→ **What the task requires**:
Could you write the entries out again, exactly as they appear?

→ **Given information**:
* * *
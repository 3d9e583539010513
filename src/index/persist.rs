//! On-disk format of the vector index.
//!
//! The index lives in `<dir>/index.json`. Writes go to a sibling temp file that is renamed
//! over the previous file, so readers only ever see a complete index.

use super::types::{IndexError, IndexedChunk};
use serde::{Deserialize, Serialize};
use std::fs;
use std::io::{ErrorKind, Write};
use std::path::{Path, PathBuf};

const INDEX_FILE: &str = "index.json";
const TEMP_FILE: &str = "index.json.tmp";
const FORMAT_VERSION: u32 = 1;

#[derive(Serialize, Deserialize)]
pub(crate) struct IndexFile {
    pub(crate) version: u32,
    pub(crate) dimension: Option<usize>,
    pub(crate) entries: Vec<IndexedChunk>,
}

pub(crate) fn index_file_path(dir: &Path) -> PathBuf {
    dir.join(INDEX_FILE)
}

pub(crate) fn write_index(
    dir: &Path,
    dimension: Option<usize>,
    entries: &[IndexedChunk],
) -> Result<(), IndexError> {
    fs::create_dir_all(dir).map_err(|source| IndexError::Io {
        path: dir.to_path_buf(),
        source,
    })?;

    #[derive(Serialize)]
    struct IndexFileRef<'a> {
        version: u32,
        dimension: Option<usize>,
        entries: &'a [IndexedChunk],
    }

    let bytes = serde_json::to_vec(&IndexFileRef {
        version: FORMAT_VERSION,
        dimension,
        entries,
    })?;

    let temp_path = dir.join(TEMP_FILE);
    let mut file = fs::File::create(&temp_path).map_err(io_err(&temp_path))?;
    file.write_all(&bytes).map_err(io_err(&temp_path))?;
    file.sync_all().map_err(io_err(&temp_path))?;
    drop(file);

    let final_path = index_file_path(dir);
    fs::rename(&temp_path, &final_path).map_err(io_err(&final_path))?;
    Ok(())
}

fn io_err(path: &Path) -> impl FnOnce(std::io::Error) -> IndexError {
    let path = path.to_path_buf();
    move |source| IndexError::Io { path, source }
}

pub(crate) fn read_index(dir: &Path) -> Result<IndexFile, IndexError> {
    let path = index_file_path(dir);
    let bytes = match fs::read(&path) {
        Ok(bytes) => bytes,
        Err(error) if error.kind() == ErrorKind::NotFound => {
            return Err(IndexError::NotFound(dir.to_path_buf()));
        }
        Err(source) => return Err(IndexError::Io { path, source }),
    };

    let file: IndexFile = serde_json::from_slice(&bytes)?;
    if file.version != FORMAT_VERSION {
        return Err(IndexError::Corrupt(format!(
            "unsupported format version {}",
            file.version
        )));
    }
    match file.dimension {
        None if !file.entries.is_empty() => {
            return Err(IndexError::Corrupt(
                "entries present without a recorded dimension".into(),
            ));
        }
        Some(dimension) => {
            if let Some(entry) = file.entries.iter().find(|e| e.vector.len() != dimension) {
                return Err(IndexError::Corrupt(format!(
                    "entry {} has {} components, expected {dimension}",
                    entry.id,
                    entry.vector.len()
                )));
            }
        }
        None => {}
    }
    Ok(file)
}

pub(crate) fn remove_index(dir: &Path) -> Result<(), IndexError> {
    for path in [index_file_path(dir), dir.join(TEMP_FILE)] {
        match fs::remove_file(&path) {
            Ok(()) => {}
            Err(error) if error.kind() == ErrorKind::NotFound => {}
            Err(source) => return Err(IndexError::Io { path, source }),
        }
    }
    Ok(())
}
* * *
→ **Solution**:
repository 3d9e583539010513
filename src/index/persist.rs
//! On-disk format of the vector index.
//!
//! The index lives in `<dir>/index.json`. Writes go to a sibling temp file that is renamed
//! over the previous file, so readers only ever see a complete index.

use super::types::{IndexError, IndexedChunk};
use serde::{Deserialize, Serialize};
use std::fs;
use std::io::{ErrorKind, Write};
use std::path::{Path, PathBuf};

const INDEX_FILE: &str = "index.json";
const TEMP_FILE: &str = "index.json.tmp";
const FORMAT_VERSION: u32 = 1;

#[derive(Serialize, Deserialize)]
pub(crate) struct IndexFile {
    pub(crate) version: u32,
    pub(crate) dimension: Option<usize>,
    pub(crate) entries: Vec<IndexedChunk>,
}

pub(crate) fn index_file_path(dir: &Path) -> PathBuf {
    dir.join(INDEX_FILE)
}

pub(crate) fn write_index(
    dir: &Path,
    dimension: Option<usize>,
    entries: &[IndexedChunk],
) -> Result<(), IndexError> {
    fs::create_dir_all(dir).map_err(|source| IndexError::Io {
        path: dir.to_path_buf(),
        source,
    })?;

    #[derive(Serialize)]
    struct IndexFileRef<'a> {
        version: u32,
        dimension: Option<usize>,
        entries: &'a [IndexedChunk],
    }

    let bytes = serde_json::to_vec(&IndexFileRef {
        version: FORMAT_VERSION,
        dimension,
        entries,
    })?;

    let temp_path = dir.join(TEMP_FILE);
    let mut file = fs::File::create(&temp_path).map_err(io_err(&temp_path))?;
    file.write_all(&bytes).map_err(io_err(&temp_path))?;
    file.sync_all().map_err(io_err(&temp_path))?;
    drop(file);

    let final_path = index_file_path(dir);
    fs::rename(&temp_path, &final_path).map_err(io_err(&final_path))?;
    Ok(())
}

fn io_err(path: &Path) -> impl FnOnce(std::io::Error) -> IndexError {
    let path = path.to_path_buf();
    move |source| IndexError::Io { path, source }
}

pub(crate) fn read_index(dir: &Path) -> Result<IndexFile, IndexError> {
    let path = index_file_path(dir);
    let bytes = match fs::read(&path) {
        Ok(bytes) => bytes,
        Err(error) if error.kind() == ErrorKind::NotFound => {
            return Err(IndexError::NotFound(dir.to_path_buf()));
        }
        Err(source) => return Err(IndexError::Io { path, source }),
    };

    let file: IndexFile = serde_json::from_slice(&bytes)?;
    if file.version != FORMAT_VERSION {
        return Err(IndexError::Corrupt(format!(
            "unsupported format version {}",
            file.version
        )));
    }
    match file.dimension {
        None if !file.entries.is_empty() => {
            return Err(IndexError::Corrupt(
                "entries present without a recorded dimension".into(),
            ));
        }
        Some(dimension) => {
            if let Some(entry) = file.entries.iter().find(|e| e.vector.len() != dimension) {
                return Err(IndexError::Corrupt(format!(
                    "entry {} has {} components, expected {dimension}",
                    entry.id,
                    entry.vector.len()
                )));
            }
        }
        None => {}
    }
    Ok(file)
}

pub(crate) fn remove_index(dir: &Path) -> Result<(), IndexError> {
    for path in [index_file_path(dir), dir.join(TEMP_FILE)] {
        match fs::remove_file(&path) {
            Ok(()) => {}
            Err(error) if error.kind() == ErrorKind::NotFound => {}
            Err(source) => return Err(IndexError::Io { path, source }),
        }
    }
    Ok(())
}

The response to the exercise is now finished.